Demand for new IT Security skills has dropped by 5 percent in the past year (from Q4 2016 to Q4 2017), according to the latest Tech Cities Job Watch report from Experis, the global leader in professional IT resourcing. The report showed that despite a 24 percent year-on-year (Q4 2016 – Q4 2017) increase in the demand for contractors, this was outweighed by a 10 percent decrease in demand for the larger market of permanent IT security staff, during the same period.

The quarterly report tracks IT jobs and salaries advertised within five technology disciplines (Big Data, Cloud, IT Security, Mobile, and Web Development), and across 10 UK cities. Permanent IT Security salaries rose by 4 percent this year, indicating that despite the demand drop, businesses are still willing to pay a premium for more specialist security professionals. However, the average salary for a cyber security role (£60,004) remains much lower than the likes of a Big Data specialist (£70,945).

Martin Ewings, Director of Specialist Markets, Experis UK & Ireland, commented, “These figures paint a complex picture of the cyber security landscape. While hacks are on the rise, the slowing demand for permanent IT security staff indicates that businesses are focusing on upskilling current employees to ensure that they have the skills needed. The Internet of Things (IoT) has transformed the way that companies across every industry work; and cyber security is now everyone’s responsibility – not just the IT department’s.

From Web Development to Big Data and Mobile, businesses are conscious that IT Security needs to be factored into all digital projects from the start and employers are upskilling their existing workforce in response. However, in what is being dubbed ‘the year of regulation’ and following several years dominated by major hacks and security breaches, businesses need to ensure that they are not resting on their laurels when it comes to keeping pace with the ever more sophisticated cyber threats they will face.” Despite seeing a 24 percent increase in demand for IT security contractors, there was a 13 percent decrease IT in day rates reported year-on-year (Q4 2016 – Q4 2017).

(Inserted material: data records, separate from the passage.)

//! Aggregated results of a parallel batch.

use std::collections::{BTreeMap, HashMap};

use serde::{Deserialize, Serialize};

use crate::access::method::AccessMethod;
use crate::config::{FailureHandlingStrategy, ParallelConfig};
use crate::error::LlmError;
use crate::parallel::distributor::RequestAssignment;
use crate::response::ConverseResponse;

/// Execution statistics for one batch.
#[derive(Debug, Clone, Default, Serialize, Deserialize)]
pub struct ParallelExecutionStats {
    pub total_requests: usize,
    pub successful_requests: usize,
    pub failed_requests_count: usize,
    pub average_request_duration_ms: f64,
    pub max_request_duration_ms: f64,
    pub min_request_duration_ms: f64,
    /// Highest number of requests in flight at once.
    pub concurrent_peak: usize,
    /// Region -> number of assignments that targeted it.
    pub region_distribution: BTreeMap<String, usize>,
    /// Access method -> response count. Sums to `total_requests`.
    pub per_method_counts: BTreeMap<String, usize>,
    /// Percentage of responses that went through an inference profile.
    pub profile_usage_percentage: f64,
    /// Profile id -> request ids that used it.
    pub profile_to_requests: BTreeMap<String, Vec<String>>,
}

/// Profile usage summary derived from a batch.
#[derive(Debug, Clone, Serialize, Deserialize)]
pub struct ProfileUsageDetails {
    pub requests_using_profiles: Vec<String>,
    pub profile_usage_percentage: f64,
    pub profile_to_requests: BTreeMap<String, Vec<String>>,
}

/// Aggregated result of `converse_parallel`.
#[derive(Debug, Clone, Serialize, Deserialize)]
pub struct ParallelResponse {
    /// Batch-level success under the configured failure-handling strategy.
    pub success: bool,
    pub request_responses: HashMap<String, ConverseResponse>,
    pub total_duration_ms: f64,
    pub stats: ParallelExecutionStats,
    pub failed_request_ids: Vec<String>,
    pub warnings: Vec<String>,
}

impl ParallelResponse {
    /// Build the aggregate from per-request responses.
    pub fn aggregate(
        responses: HashMap<String, ConverseResponse>,
        assignments: &[RequestAssignment],
        config: &ParallelConfig,
        concurrent_peak: usize,
        total_duration_ms: f64,
    ) -> Self {
        let mut failed_request_ids: Vec<String> = responses
            .iter()
            .filter(|(_, response)| !response.success)
            .map(|(id, _)| id.clone())
            .collect();
        failed_request_ids.sort();

        let successful = responses.len() - failed_request_ids.len();
        let success = match config.failure_handling_strategy {
            FailureHandlingStrategy::ContinueOnFailure => successful > 0,
            FailureHandlingStrategy::StopOnFirstFailure => failed_request_ids.is_empty(),
            FailureHandlingStrategy::StopOnThreshold => {
                let rate = if responses.is_empty() {
                    0.0
                } else {
                    failed_request_ids.len() as f64 / responses.len() as f64
                };
                rate <= config.failure_threshold
            }
        };

        let durations: Vec<f64> = responses
            .values()
            .filter(|r| r.success)
            .map(|r| r.total_duration_ms)
            .collect();
        let (average, max, min) = if durations.is_empty() {
            (0.0, 0.0, 0.0)
        } else {
            (
                durations.iter().sum::<f64>() / durations.len() as f64,
                durations.iter().cloned().fold(f64::MIN, f64::max),
                durations.iter().cloned().fold(f64::MAX, f64::min),
            )
        };

        let mut region_distribution = BTreeMap::new();
        for assignment in assignments {
            for region in &assignment.assigned_regions {
                *region_distribution.entry(region.clone()).or_insert(0) += 1;
            }
        }

        let mut per_method_counts: BTreeMap<String, usize> = BTreeMap::new();
        let mut profile_to_requests: BTreeMap<String, Vec<String>> = BTreeMap::new();
        let mut profile_users = 0usize;
        for (id, response) in &responses {
            *per_method_counts
                .entry(response.access_method_used.as_str().to_string())
                .or_insert(0) += 1;
            if response.profile_used {
                profile_users += 1;
                if let Some(profile_id) = &response.profile_id {
                    profile_to_requests
                        .entry(profile_id.clone())
                        .or_default()
                        .push(id.clone());
                }
            }
        }
        for ids in profile_to_requests.values_mut() {
            ids.sort();
        }
        let profile_usage_percentage = if responses.is_empty() {
            0.0
        } else {
            profile_users as f64 / responses.len() as f64 * 100.0
        };

        let mut warnings: Vec<String> = Vec::new();
        for response in responses.values() {
            warnings.extend(response.warnings.iter().cloned());
        }

        Self {
            success,
            stats: ParallelExecutionStats {
                total_requests: responses.len(),
                successful_requests: successful,
                failed_requests_count: failed_request_ids.len(),
                average_request_duration_ms: average,
                max_request_duration_ms: max,
                min_request_duration_ms: min,
                concurrent_peak,
                region_distribution,
                per_method_counts,
                profile_usage_percentage,
                profile_to_requests,
            },
            request_responses: responses,
            total_duration_ms,
            failed_request_ids,
            warnings,
        }
    }

    /// Request ids whose response used the given access method, sorted.
    pub fn get_requests_by_access_method(&self, method: AccessMethod) -> Vec<String> {
        let mut ids: Vec<String> = self
            .request_responses
            .iter()
            .filter(|(_, response)| response.access_method_used == method)
            .map(|(id, _)| id.clone())
            .collect();
        ids.sort();
        ids
    }

    /// Profile usage breakdown for the batch.
    pub fn get_profile_usage_details(&self) -> ProfileUsageDetails {
        let mut requests_using_profiles: Vec<String> = self
            .request_responses
            .iter()
            .filter(|(_, response)| response.profile_used)
            .map(|(id, _)| id.clone())
            .collect();
        requests_using_profiles.sort();

        ProfileUsageDetails {
            requests_using_profiles,
            profile_usage_percentage: self.stats.profile_usage_percentage,
            profile_to_requests: self.stats.profile_to_requests.clone(),
        }
    }

    /// Success rate over all requests, 0-100.
    pub fn success_rate(&self) -> f64 {
        if self.request_responses.is_empty() {
            return 0.0;
        }
        self.stats.successful_requests as f64 / self.request_responses.len() as f64 * 100.0
    }

    /// Convert a strategy-tripped batch into an error for callers that want
    /// raising behavior; partial results stay available in the `Ok` case.
    pub fn into_result(self) -> Result<ParallelResponse, LlmError> {
        if self.success {
            Ok(self)
        } else {
            Err(LlmError::ParallelExecution {
                message: format!(
                    "{} of {} requests failed",
                    self.failed_request_ids.len(),
                    self.request_responses.len()
                ),
                failed_request_ids: self.failed_request_ids,
            })
        }
    }
}
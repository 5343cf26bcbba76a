//! `wayfind-runtime` – route lifecycle and the per-tick control path.
//!
//! # Modules
//!
//! - [`navigator`] – [`Navigator`][navigator::Navigator]: owns the route
//!   memory, switches routes on background threads and localizes every
//!   frame through [`forward`][navigator::Navigator::forward].
//! - [`output`] – [`NavigatorOutput`][output::NavigatorOutput] and the
//!   flattened, JSON-serializable [`DrivingState`][output::DrivingState].
//! - [`control_loop`] – [`ControlLoop`][control_loop::ControlLoop]: a named
//!   fixed-rate thread feeding frames into the navigator.
//! - [`config`] – [`NavigatorConfig`][config::NavigatorConfig] loaded from
//!   TOML with `WAYFIND_*` environment overrides.
//! - [`telemetry`] – [`init_tracing`][telemetry::init_tracing]: installs the
//!   `tracing` subscriber with an optional OTLP span exporter.
//!
//! # Example
//!
//! ```rust,no_run
//! use std::sync::Arc;
//! use wayfind_runtime::{Navigator, NavigatorConfig};
//! use wayfind_routes::{FileSystemRouteSource, raw_bytes_loader};
//! # fn network() -> Arc<dyn wayfind_perception::PerceptionNetwork> { unimplemented!() }
//!
//! let _guard = wayfind_runtime::init_tracing("wayfind");
//! let store = FileSystemRouteSource::new("/var/lib/wayfind/routes", raw_bytes_loader());
//! let navigator = Navigator::new(NavigatorConfig::default(), Box::new(store), network())?;
//! # Ok::<(), wayfind_types::NavError>(())
//! ```

pub mod config;
pub mod control_loop;
pub mod navigator;
pub mod output;
pub mod telemetry;

pub use config::NavigatorConfig;
pub use control_loop::{ControlLoop, TickInput};
pub use navigator::{Navigator, RouteState};
pub use output::{DrivingState, NavigatorOutput};
pub use telemetry::{TracerProviderGuard, init_tracing};
//! `wayfind-memory` – The Route Memory.
//!
//! Holds the reference corpus of the currently open route and decides, frame
//! by frame, which recorded waypoint the vehicle occupies and which image it
//! should head for next.
//!
//! # Modules
//!
//! - [`route_memory`] – [`RouteMemory`][route_memory::RouteMemory]: the
//!   per-route corpus plus the decaying per-waypoint evidence that commits to
//!   a waypoint match only once it is confident enough.
//! - [`stats`] – [`OutlierStats`][stats::OutlierStats] and the vector helpers
//!   (`dot`, `softmax`, `argmin`, `argmax`) the matcher is built from.
//! - [`config`] – [`MemoryConfig`][config::MemoryConfig]: every tunable of the
//!   evidence model with its default.

pub mod config;
pub mod route_memory;
pub mod stats;

pub use config::MemoryConfig;
pub use route_memory::{MatchOutcome, RouteMemory};
//! Filesystem route source.
//!
//! Routes are recorded on disk as a three-level tree:
//!
//! ```text
//! <root>/
//!   <route>/            one directory per route
//!     <waypoint>/       one directory per waypoint, in route order
//!       <image>.jpg     stored images of that waypoint
//! ```
//!
//! Route and waypoint directories are sorted by name; waypoint ids are their
//! positions in that order.  Entries whose name starts with `.` are skipped,
//! as are files without an image extension.  Decoding is delegated to an
//! injected [`ImageLoader`].

use std::fs;
use std::path::{Path, PathBuf};

use tracing::{debug, warn};
use wayfind_types::Frame;

use crate::source::{RouteDataSource, RouteImage, StoreError};

/// File extensions (lower-case) recognised as stored images.
const IMAGE_EXTENSIONS: &[&str] = &["jpg", "jpeg", "png"];

/// Decodes one stored image file into a [`Frame`].
pub type ImageLoader = Box<dyn Fn(&Path) -> Result<Frame, StoreError> + Send + Sync>;

/// An [`ImageLoader`] that hands the encoded file bytes through unchanged
/// (`width` and `height` are `0`), leaving decoding to the network.
pub fn raw_bytes_loader() -> ImageLoader {
    Box::new(|path: &Path| {
        let data = fs::read(path).map_err(|e| StoreError::io(path, e))?;
        Ok(Frame::new(0, 0, data))
    })
}

/// Route source reading the `<root>/<route>/<waypoint>/<image>` layout.
pub struct FileSystemRouteSource {
    root: PathBuf,
    loader: ImageLoader,
    routes: Vec<String>,
    selected: Option<String>,
    /// Waypoint directories of the selected route, in id order.
    waypoints: Vec<PathBuf>,
}

impl FileSystemRouteSource {
    /// Create a source over `root`.  No routes are listed until
    /// [`load_routes`][RouteDataSource::load_routes] is called.
    pub fn new(root: impl Into<PathBuf>, loader: ImageLoader) -> Self {
        Self {
            root: root.into(),
            loader,
            routes: Vec::new(),
            selected: None,
            waypoints: Vec::new(),
        }
    }

    pub fn root(&self) -> &Path {
        &self.root
    }
}

impl std::fmt::Debug for FileSystemRouteSource {
    fn fmt(&self, f: &mut std::fmt::Formatter<'_>) -> std::fmt::Result {
        f.debug_struct("FileSystemRouteSource")
            .field("root", &self.root)
            .field("routes", &self.routes)
            .field("selected", &self.selected)
            .field("waypoints", &self.waypoints.len())
            .finish_non_exhaustive()
    }
}

fn is_hidden(path: &Path) -> bool {
    path.file_name()
        .and_then(|n| n.to_str())
        .is_some_and(|n| n.starts_with('.'))
}

fn is_image(path: &Path) -> bool {
    path.extension()
        .and_then(|e| e.to_str())
        .is_some_and(|e| IMAGE_EXTENSIONS.contains(&e.to_ascii_lowercase().as_str()))
}

/// Sorted, non-hidden entries of `dir` that satisfy `keep`.
fn sorted_entries(dir: &Path, keep: impl Fn(&Path) -> bool) -> Result<Vec<PathBuf>, StoreError> {
    let mut entries = Vec::new();
    for entry in fs::read_dir(dir).map_err(|e| StoreError::io(dir, e))? {
        let path = entry.map_err(|e| StoreError::io(dir, e))?.path();
        if !is_hidden(&path) && keep(&path) {
            entries.push(path);
        }
    }
    entries.sort();
    Ok(entries)
}

fn file_name(path: &Path) -> Option<String> {
    path.file_name().and_then(|n| n.to_str()).map(str::to_string)
}

impl RouteDataSource for FileSystemRouteSource {
    fn load_routes(&mut self) -> Result<(), StoreError> {
        if !self.root.is_dir() {
            warn!(root = %self.root.display(), "routes directory does not exist");
            self.routes.clear();
            return Ok(());
        }
        self.routes = sorted_entries(&self.root, Path::is_dir)?
            .iter()
            .filter_map(|p| file_name(p))
            .collect();
        debug!(count = self.routes.len(), root = %self.root.display(), "routes loaded");
        Ok(())
    }

    fn list_routes(&self) -> Vec<String> {
        self.routes.clone()
    }

    fn selected_route(&self) -> Option<&str> {
        self.selected.as_deref()
    }

    fn open(&mut self, route: &str) -> Result<(), StoreError> {
        if !self.routes.iter().any(|r| r == route) {
            return Err(StoreError::UnknownRoute(route.to_string()));
        }
        self.waypoints = sorted_entries(&self.root.join(route), Path::is_dir)?;
        self.selected = Some(route.to_string());
        debug!(route, waypoints = self.waypoints.len(), "route opened");
        Ok(())
    }

    fn close(&mut self) {
        self.selected = None;
        self.waypoints.clear();
    }

    fn num_waypoints(&self) -> usize {
        self.waypoints.len()
    }

    fn images(&self) -> Result<Vec<RouteImage>, StoreError> {
        if self.selected.is_none() {
            return Err(StoreError::NotOpen);
        }
        let mut images = Vec::new();
        for (waypoint, dir) in self.waypoints.iter().enumerate() {
            for path in sorted_entries(dir, |p| p.is_file() && is_image(p))? {
                let frame = (self.loader)(&path)?;
                images.push(RouteImage { waypoint, frame });
            }
        }
        Ok(images)
    }
}
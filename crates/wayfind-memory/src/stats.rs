//! Outlier statistics and small vector helpers.
//!
//! The route memory scores every corpus image by its cosine distance to the
//! current frame and then asks which distances are *unusually small* for
//! this frame.  Three independent robust tests are used, all derived from the
//! distance vector itself:
//!
//! ```text
//! mu   = mean(d) + eps
//! std  = sqrt(mean((d - mean(d))²))           population standard deviation
//! lqr  = Q1 - 1.5 · (Q3 - Q1)                 Tukey lower fence
//! mad  = 1.4826 · median(|d - median(d)|)     scaled median absolute deviation
//! ```
//!
//! Percentiles use linear interpolation between closest ranks.
//!
//! # Example
//!
//! ```rust
//! use wayfind_memory::stats::{OutlierStats, softmax};
//!
//! let stats = OutlierStats::compute(&[0.0, 1.0, 1.0, 1.0], 1e-6, 1.4826);
//! assert!((stats.lower_fence - 0.375).abs() < 1e-6);
//! assert_eq!(stats.hits(0.0), 2);
//!
//! let p = softmax(&[0.0, 0.0]);
//! assert!((p[0] - 0.5).abs() < 1e-6);
//! ```

// ─────────────────────────────────────────────────────────────────────────────
// Vector helpers
// ─────────────────────────────────────────────────────────────────────────────

/// Dot product of two equal-length vectors.
///
/// Callers validate dimensions; extra elements of the longer slice are
/// ignored.
pub fn dot(a: &[f32], b: &[f32]) -> f32 {
    a.iter().zip(b).map(|(x, y)| x * y).sum()
}

/// Numerically stable softmax.  Returns an empty vector for empty input.
pub fn softmax(logits: &[f32]) -> Vec<f32> {
    let Some(max) = logits.iter().copied().reduce(f32::max) else {
        return Vec::new();
    };
    let exps: Vec<f32> = logits.iter().map(|&x| (x - max).exp()).collect();
    let sum: f32 = exps.iter().sum();
    exps.into_iter().map(|e| e / sum).collect()
}

/// Index of the first minimum, or `None` for an empty slice.
pub fn argmin(values: &[f32]) -> Option<usize> {
    let mut best: Option<(usize, f32)> = None;
    for (i, &v) in values.iter().enumerate() {
        match best {
            Some((_, b)) if v >= b || v.is_nan() => {}
            _ => best = Some((i, v)),
        }
    }
    best.map(|(i, _)| i)
}

/// Index of the first maximum, or `None` for an empty slice.
pub fn argmax(values: &[f32]) -> Option<usize> {
    let mut best: Option<(usize, f32)> = None;
    for (i, &v) in values.iter().enumerate() {
        match best {
            Some((_, b)) if v <= b || v.is_nan() => {}
            _ => best = Some((i, v)),
        }
    }
    best.map(|(i, _)| i)
}

// ─────────────────────────────────────────────────────────────────────────────
// Descriptive statistics
// ─────────────────────────────────────────────────────────────────────────────

/// Arithmetic mean.  Returns `0.0` for an empty slice.
pub fn mean(values: &[f32]) -> f32 {
    if values.is_empty() {
        return 0.0;
    }
    let sum: f64 = values.iter().map(|&v| f64::from(v)).sum();
    (sum / values.len() as f64) as f32
}

/// Population standard deviation (divides by `n`).  Returns `0.0` for an
/// empty slice.
pub fn std_dev(values: &[f32]) -> f32 {
    if values.is_empty() {
        return 0.0;
    }
    let n = values.len() as f64;
    let mu: f64 = values.iter().map(|&v| f64::from(v)).sum::<f64>() / n;
    let var: f64 = values
        .iter()
        .map(|&v| {
            let d = f64::from(v) - mu;
            d * d
        })
        .sum::<f64>()
        / n;
    var.sqrt() as f32
}

/// The `q`-th percentile (`q` in `[0, 100]`) using linear interpolation
/// between the two nearest ranks.  Returns `0.0` for an empty slice.
pub fn percentile(values: &[f32], q: f32) -> f32 {
    if values.is_empty() {
        return 0.0;
    }
    let mut sorted = values.to_vec();
    sorted.sort_by(|a, b| a.total_cmp(b));
    percentile_sorted(&sorted, q)
}

fn percentile_sorted(sorted: &[f32], q: f32) -> f32 {
    let rank = f64::from(q.clamp(0.0, 100.0)) / 100.0 * (sorted.len() - 1) as f64;
    let lo = rank.floor() as usize;
    let hi = rank.ceil() as usize;
    let frac = rank - lo as f64;
    let (a, b) = (f64::from(sorted[lo]), f64::from(sorted[hi]));
    (a + (b - a) * frac) as f32
}

/// Median (50th percentile).
pub fn median(values: &[f32]) -> f32 {
    percentile(values, 50.0)
}

/// Median absolute deviation, multiplied by `scale`.
///
/// A `scale` of `1.4826` makes the MAD a consistent estimator of the standard
/// deviation for normally distributed data.
pub fn median_absolute_deviation(values: &[f32], scale: f32) -> f32 {
    if values.is_empty() {
        return 0.0;
    }
    let center = median(values);
    let deviations: Vec<f32> = values.iter().map(|v| (v - center).abs()).collect();
    scale * median(&deviations)
}

// ─────────────────────────────────────────────────────────────────────────────
// OutlierStats
// ─────────────────────────────────────────────────────────────────────────────

/// Summary of one distance vector used by the three outlier tests.
#[derive(Debug, Clone, Copy, PartialEq)]
pub struct OutlierStats {
    /// Mean distance plus a small epsilon so it can be divided by.
    pub mu: f32,
    /// Population standard deviation of the distances.
    pub std: f32,
    /// Tukey lower fence: `Q1 − 1.5·IQR`.
    pub lower_fence: f32,
    /// Scaled median absolute deviation.
    pub mad: f32,
}

impl OutlierStats {
    /// Compute the statistics over `distances`.
    pub fn compute(distances: &[f32], eps: f32, mad_scale: f32) -> Self {
        let mut sorted = distances.to_vec();
        sorted.sort_by(|a, b| a.total_cmp(b));
        let lower_fence = if sorted.is_empty() {
            0.0
        } else {
            let q25 = percentile_sorted(&sorted, 25.0);
            let q75 = percentile_sorted(&sorted, 75.0);
            q25 - 1.5 * (q75 - q25)
        };
        Self {
            mu: mean(distances) + eps,
            std: std_dev(distances),
            lower_fence,
            mad: median_absolute_deviation(distances, mad_scale),
        }
    }

    /// Number of outlier tests (0..=3) that the distance `d` passes.
    pub fn hits(&self, d: f32) -> usize {
        [d / self.mu < self.std, d < self.lower_fence, d < self.mad]
            .into_iter()
            .filter(|&hit| hit)
            .count()
    }
}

Ewings continues, “This trend is the result of a combination of different factors in the public and private sectors. On the one hand, businesses are plugging their short-term skills gap with more contractors but allocating them to lower value, higher volume security tasks; freeing up the permanent staff to focus on their more complex work load. But developments in the public sector are having an even bigger and long-lasting impact on the short-term market. Budget cuts and the introduction of IR35 have artificially forced down the market value of IT Security contractor day rates.”

“The complex architecture and high-profile nature of public sector work will always ensure the volume demand of IT Security contractor work, but the downward pressure on day-rates could see the supply of workers transition to permanent roles in the private sector – potentially leaving the public sector understaffed and vulnerable to attack. Many contractors are uniting in response to this, forming their own contractor businesses to work on a subscription-based model. If this trend continues, we could see these new players disrupt the traditional large enterprise outsourcers in 2018 and beyond,” Ewings concluded.